­­­­­­­Walking Wintergreen: Listening Horns

2013

"There is a geographical quality to listening…Of all the senses, hearing most resembles a contraption some ingenious plumber has put together from spare parts. Its job is partly spatial…Sounds have to be located in space, identified by type, intensity, and other features."
–Dianne Ackerman, A Natural History of the Senses

The 2013 Wintergreen Summer Music Festival in the Blue Ridge Mountains of Virginia commissioned these small wooden horns. They were originally conceived and carved for a series of moderate hikes called the Sight and Sound Walks that were open to the public and conducted by the artist and composer Robert Carl on Black Rock Mountain at Wintergreen Resort and at Paul’s Creek in Nellysford, VA. The species of wood selected for the horns was guided by those trees that grow in the region of the Blue Ridge Mountains in Virginia, though certainly Elm, Maple and Oak grow in widely spread area across North America and elsewhere. Each Listening Horn may be considered a small sculpture prepared for opening a new way of experiencing aural and visual phenomena. 

I make my work in response to a kind of deep mapping conducted by exploring and coalescing into sculptural form the cultural and physical aspects of a place. This includes geophysical formation, indigenous architecture, material culture and the materials each landscape yields. Our ears provide a conduit from this outer world into the inner realm of each individual. By placing an ear to the small end of a wooden horn one may listen more closely to sounds produced by birds, frogs, insects and other animals, human-made sounds, the wind as it rustles leaves and branches, and, especially in the Blue Ridge, to water as it flows over rock ledges, through troughs in boulders and running through pebbles or gravel. It takes time, patience and concentration to hear in a new way. Listening Horns provide a way of "cupping our ears to the earth". 

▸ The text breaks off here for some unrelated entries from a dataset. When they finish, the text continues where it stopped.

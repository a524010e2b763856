//! Readiness message builder.
//!
//! # Example
//!
//! ```
//! use render_worker::control::build_ready_message;
//!
//! let json = build_ready_message("127.0.0.1:9000".parse().unwrap());
//! assert!(json.contains("\"ready\""));
//! ```

use std::net::SocketAddr;

use serde_json::json;

use super::stdio::write_stdout_line;
use crate::error::Result;

/// Build the readiness line as a JSON string.
pub fn build_ready_message(addr: SocketAddr) -> String {
    let msg = json!({
        "event": "ready",
        "host": addr.ip().to_string(),
        "port": addr.port(),
        "pid": std::process::id(),
    });

    msg.to_string()
}

/// Tell the host the worker is accepting connections.
pub fn announce_ready(addr: SocketAddr) -> Result<()> {
    write_stdout_line(&build_ready_message(addr))?;
    Ok(())
}

#[cfg(test)]
mod tests {
    use super::*;
    use serde_json::Value;

    #[test]
    fn test_ready_message_fields() {
        let msg = build_ready_message("127.0.0.1:9123".parse().unwrap());
        let parsed: Value = serde_json::from_str(&msg).unwrap();

        assert_eq!(parsed["event"], "ready");
        assert_eq!(parsed["host"], "127.0.0.1");
        assert_eq!(parsed["port"], 9123);
        assert_eq!(parsed["pid"], std::process::id());
    }

    #[test]
    fn test_ready_message_is_single_line() {
        let msg = build_ready_message("[::1]:80".parse().unwrap());
        assert!(!msg.contains('\n'));
    }
}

Imagining an experience, sculpting or composing it, in such a way that viewers must walk to discover it is, in itself, an act overlaid with many intentions. The use of Listening Horns on walks places emphasis on the contemplation of a place and its sounds. The thorns focus and subtly (or at times not so subtly) amplify sound. They are extremely directional and bring the sound at which they are aimed closer to the listener while excluding other sounds in the environment. The effect is subtle, more like the resonance of a musical instrument than electronic amplification. Each horn has its own special range and unique qualities of sound resonance as well as unique visual qualities. On the Sight and Sound Walks we often traded instruments to experience this. By using the large or small circular aperture at either end to sight and frame an image the Listening Horns may also be used to isolate visual phenomena. In this way the play of moving light and shadow may become a miniature "film" or the brilliance of green mosses, the patterns of lichens spread on a boulder, may become miniature abstract pictures. The emphasis is on increasing sensory perception through concentrating, focusing and isolating particular sounds and sights.

In the future, perhaps noise pollution from technological devices, personal and otherwise, and from our ever-expanding cities will be so increased that sound quality might form the basis for retreats from the urban. The concept of the park as a quiet zone is not unthinkable. Walking with a small wooden horn in hand creates a situation in which viewer/participants may take a sort of journey to discover that which is available all the time, to anyone, but seldom noticed. As each Listening Horn makes its way into a variety of soundscapes; or is used as a visual sighting instrument, it becomes part of a larger sculptural experience. The creation of this dispersed "situational sculpture" is intended to create a multi-layered experience for participants. Concentrating on small visual fragments of great beauty in the environment can alter our perception of place. Walking with a focus on sound, listening and close scrutiny of the immediate environment invites a slower pace and an attendant increase in sensory perception. We engage in a kind of heightened perception that may filter into our daily lives. Since the "situational sculpture" consists of a dispersed experience, it calls upon the viewer to remember and mentally assemble all the parts in order to experience the whole. Listening as part of a geographical experience creates a process of assembling sound into an aural picture of the landscape; likewise with viewing visual fragments. They contribute to a new and broader vision of the landscape. 

Of central concern in this work is the cultivation of simple awareness. Alongside this is a recognition of the human need to break from the oftentimes-mechanical rhythm of contemporary life. An intentional cultivation of our perceptual facilities allows frequent conscious retreats from the usual patterns of our fast-paced lives, and nurtures our ability to facilitate this. It’s amazing to think that the use of a simple, humble device such as a hollowed out cone of wood from an injured tree might lead to increased sensitivity to the natural world. To walk in nature is restorative. It encourages quietness, intimate communality with nature and with others. Our ability to find moments of beauty in the everyday may increase the sense of joy in our lives, and perhaps catalyze a greater interest in the health of our life- supporting planet.